Hire a VP of Product or get a product co-founder - Someone who can be your partner, and you have an established rapport with. You need someone with operational experience, or both of you will continue to just build ideas, but not get to execution. Alternatively, you can partner with a product leader, and budget in a senior PM so you can have that person receive guidance from your product partner.
Tips to hiring great product hires - Here’s another article on how you can hire amazing senior product hires .
I am a founder of a growth stage company, I have raised Series B and later, I am thinking of bringing my first product hire. What should I look for?
At this time of the company, you are in a hyper-growth stage. You have what is popularly called Product-Market Fit, and you are focused on growing the company. Your needs are different from a founder of an early stage company. You need to hire a product leader.
Here are some characteristics of a good product leader (VP, CPO):
Visionary — Product insights in the domain your product is in, is deeply important to carry the product from 1–100. What are the opportunities of growth? What needs to be built now? What are the market indicators? Do they have the ability to think outside the box? If it is a consumer company, do they have high aesthetics and if it's an enterprise product, do they have experience working on a similar challenge before.
Trusted Partner - The founder and VP of Product/CPO are comrades in arms. They are in the trenches together, and if you find yourself a trusted compadre, you can rely on them to communicate to you regularly, build roadmaps keeping company goals in mind, and deliver on results.
Leader with a voice - You do not need a yes-man in this role. You need someone fearless enough to be able to see your vision, execute it, but also come to the table with their ideas and be able to push back when necessary.
Ability to attract a pool of talent - Hiring is one of the toughest challenges when it comes to product. Good product leaders are usually able to hire really good talent quickly and if they already have their trusted soldiers, then their army becomes your secret arsenal.
GSD attitude (Get Shit done!) — As with any high growth company, the company may be growing faster than when you can hire someone. A good product leader is able to roll up the sleeves and get into the muck and do everything a PM is able to do. Being egoless and becoming one of the soldiers from being a lieutenant can happen quickly and you need leaders with the get stuff done attitude.
Suggestions for hiring:
Get your VC to help you — VCs are great resources for hiring. A great VC should be able to connect you to the right type of product people. Get them to introduce you, or help you interview the right candidates.

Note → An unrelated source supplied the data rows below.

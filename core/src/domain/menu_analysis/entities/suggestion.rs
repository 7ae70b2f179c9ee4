use serde::{Deserialize, Deserializer, Serialize};
use serde_json::Value;
use utoipa::ToSchema;

/// Marker the model uses for a nutrient it could not resolve.
pub const UNRESOLVED_MARKER: &str = "N/A";

/// A nutrient estimate as answered by the model. The original text is kept
/// as-is so it round-trips unchanged, e.g. `"450 kcal"` or `"N/A"`.
/// Bare numbers are accepted and kept as their text; `null` or any other
/// shape is unresolved.
#[derive(Debug, Clone, PartialEq, Serialize)]
#[serde(into = "String")]
pub enum NutrientValue {
    Quantity {
        raw: String,
        amount: f64,
        unit: Option<String>,
    },
    Unresolved(String),
}

impl NutrientValue {
    pub fn as_str(&self) -> &str {
        match self {
            NutrientValue::Quantity { raw, .. } => raw,
            NutrientValue::Unresolved(raw) => raw,
        }
    }

    pub fn is_unresolved(&self) -> bool {
        matches!(self, NutrientValue::Unresolved(_))
    }

}

impl Default for NutrientValue {
    fn default() -> Self {
        NutrientValue::Unresolved(UNRESOLVED_MARKER.to_string())
    }
}

impl<'de> Deserialize<'de> for NutrientValue {
    fn deserialize<D>(deserializer: D) -> Result<Self, D::Error>
    where
        D: Deserializer<'de>,
    {
        let value = match Value::deserialize(deserializer)? {
            Value::String(raw) => NutrientValue::from(raw),
            Value::Number(number) => NutrientValue::from(number.to_string()),
            _ => NutrientValue::default(),
        };

        Ok(value)
    }
}

/// Parses a leading number (comma or dot decimal) followed by an optional
/// unit. Anything else is unresolved.
fn parse_quantity(raw: &str) -> Option<(f64, Option<String>)> {
    let trimmed = raw.trim().trim_start_matches('~').trim_start();
    let end = trimmed
        .char_indices()
        .find(|(_, c)| !(c.is_ascii_digit() || *c == '.' || *c == ','))
        .map(|(i, _)| i)
        .unwrap_or(trimmed.len());

    let (number, rest) = trimmed.split_at(end);
    let amount = number.replace(',', ".").parse::<f64>().ok()?;
    let unit = rest.trim();

    Some((amount, (!unit.is_empty()).then(|| unit.to_string())))
}

impl From<String> for NutrientValue {
    fn from(raw: String) -> Self {
        if raw.trim().eq_ignore_ascii_case(UNRESOLVED_MARKER) {
            return NutrientValue::Unresolved(raw);
        }

        match parse_quantity(&raw) {
            Some((amount, unit)) => NutrientValue::Quantity { raw, amount, unit },
            None => NutrientValue::Unresolved(raw),
        }
    }
}

impl From<&str> for NutrientValue {
    fn from(raw: &str) -> Self {
        NutrientValue::from(raw.to_string())
    }
}

impl From<NutrientValue> for String {
    fn from(value: NutrientValue) -> Self {
        match value {
            NutrientValue::Quantity { raw, .. } => raw,
            NutrientValue::Unresolved(raw) => raw,
        }
    }
}

/// Estimate for a 100g portion. Missing fields decode as unresolved.
#[derive(Debug, Clone, Default, PartialEq, Serialize, Deserialize, ToSchema)]
#[serde(rename_all = "camelCase", default)]
pub struct NutritionalInfo {
    #[schema(value_type = String, example = "450 kcal")]
    pub calories: NutrientValue,
    #[schema(value_type = String)]
    pub carbohydrates: NutrientValue,
    #[schema(value_type = String)]
    pub fats: NutrientValue,
    #[schema(value_type = String)]
    pub protein: NutrientValue,
    #[schema(value_type = String, example = "N/A")]
    pub sodium: NutrientValue,
}

#[derive(Debug, Clone, PartialEq, Serialize, Deserialize, ToSchema)]
#[serde(rename_all = "camelCase")]
pub struct Suggestion {
    pub dish_name: String,
    pub description: String,
    /// As printed on the menu.
    pub price: String,
    pub reason_for_recommendation: String,
    #[serde(default, skip_serializing_if = "Option::is_none")]
    pub category: Option<String>,
    #[serde(
        default,
        deserialize_with = "nutrition_or_none",
        skip_serializing_if = "Option::is_none"
    )]
    pub nutritional_info: Option<NutritionalInfo>,
}

/// A nutrition block of the wrong shape is discarded, never the dish.
fn nutrition_or_none<'de, D>(deserializer: D) -> Result<Option<NutritionalInfo>, D::Error>
where
    D: Deserializer<'de>,
{
    let value = Value::deserialize(deserializer)?;
    if value.is_null() {
        return Ok(None);
    }

    match serde_json::from_value::<NutritionalInfo>(value) {
        Ok(info) => Ok(Some(info)),
        Err(e) => {
            tracing::warn!(error = %e, "Discarding nutritionalInfo with invalid format");
            Ok(None)
        }
    }
}

impl NutritionalInfo {
    /// Number of fields the model could not resolve.
    pub fn unresolved_count(&self) -> usize {
        [
            &self.calories,
            &self.carbohydrates,
            &self.fats,
            &self.protein,
            &self.sodium,
        ]
        .iter()
        .filter(|value| value.is_unresolved())
        .count()
    }
}

impl Suggestion {
    /// A suggestion is usable when every core field carries text.
    pub fn is_complete(&self) -> bool {
        [
            &self.dish_name,
            &self.description,
            &self.price,
            &self.reason_for_recommendation,
        ]
        .iter()
        .all(|field| !field.trim().is_empty())
    }
}

#[cfg(test)]
mod tests {
    use super::*;

    #[test]
    fn test_nutrient_value_parses_quantity_with_unit() {
        let value = NutrientValue::from("450 kcal");
        assert_eq!(
            value,
            NutrientValue::Quantity {
                raw: "450 kcal".to_string(),
                amount: 450.0,
                unit: Some("kcal".to_string()),
            }
        );
        assert_eq!(value.as_str(), "450 kcal");
    }

    #[test]
    fn test_nutrient_value_accepts_comma_decimal() {
        let value = NutrientValue::from("12,5g");
        let NutrientValue::Quantity { amount, unit, .. } = value else {
            panic!("expected a quantity");
        };
        assert_eq!(amount, 12.5);
        assert_eq!(unit.as_deref(), Some("g"));
    }

    #[test]
    fn test_nutrient_value_na_is_unresolved_and_kept() {
        let value = NutrientValue::from("N/A");
        assert!(value.is_unresolved());

        let serialized = serde_json::to_value(&value).unwrap();
        assert_eq!(serialized, serde_json::json!("N/A"));
    }

    #[test]
    fn test_nutrient_value_free_text_is_unresolved() {
        let value = NutrientValue::from("baixo");
        assert!(value.is_unresolved());
        assert_eq!(value.as_str(), "baixo");
    }

    #[test]
    fn test_numeric_nutrient_is_kept_as_text() {
        let value: NutrientValue = serde_json::from_value(serde_json::json!(450)).unwrap();
        assert_eq!(value.as_str(), "450");
        assert!(!value.is_unresolved());
    }

    #[test]
    fn test_partial_nutrition_block_fills_unresolved() {
        let info: NutritionalInfo = serde_json::from_value(serde_json::json!({
            "calories": "300 kcal",
            "carbohydrates": null,
            "fats": "10 g",
            "protein": 12
        }))
        .unwrap();

        assert_eq!(info.sodium.as_str(), UNRESOLVED_MARKER);
        assert_eq!(info.carbohydrates.as_str(), UNRESOLVED_MARKER);
        assert_eq!(info.protein.as_str(), "12");
        assert_eq!(info.unresolved_count(), 2);
    }

    #[test]
    fn test_wrong_shaped_nutrition_keeps_the_suggestion() {
        let suggestion: Suggestion = serde_json::from_value(serde_json::json!({
            "dishName": "Escondidinho",
            "description": "Carne seca com purê de mandioca",
            "price": "R$ 54,00",
            "reasonForRecommendation": "Sabores intensos, como você gosta",
            "nutritionalInfo": "indisponível"
        }))
        .unwrap();

        assert!(suggestion.is_complete());
        assert!(suggestion.nutritional_info.is_none());
    }

    #[test]
    fn test_suggestion_completeness() {
        let mut suggestion = Suggestion {
            dish_name: "Moqueca".to_string(),
            description: "Peixe com leite de coco".to_string(),
            price: "R$ 89,90".to_string(),
            reason_for_recommendation: "Combina com seu gosto por frutos do mar".to_string(),
            category: None,
            nutritional_info: None,
        };
        assert!(suggestion.is_complete());

        suggestion.price = " ".to_string();
        assert!(!suggestion.is_complete());
    }
}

Hire an executive recruiting agency — Be very careful with how you communicate your requirements to them and calibrate regularly.
Look for candidates with non-traditional backgrounds — Do not fall into the trap of hiring only from brand name schools or companies. Instead look for the characteristics I mentioned above and test for those.
Do not make long hiring decisions — You are hiring for the top of the crop. Chances are that they have plenty of opportunities available to them already. Hire fast. If you do not have experience hiring a key person for this role, get help at every stage — from sourcing the candidate to interviewing them. Create a trustworthy and respectful experience from the beginning.
Every interview cycle is at least (40–60 hours) of your and your leadership team’s times. Factor that in before you continue to introduce new workshops, new hurdles and barriers into your interview process.
Every hiring decision is critical to your company and should be reflective of your values and the culture you want to set. Be a good hirer, and good things will follow.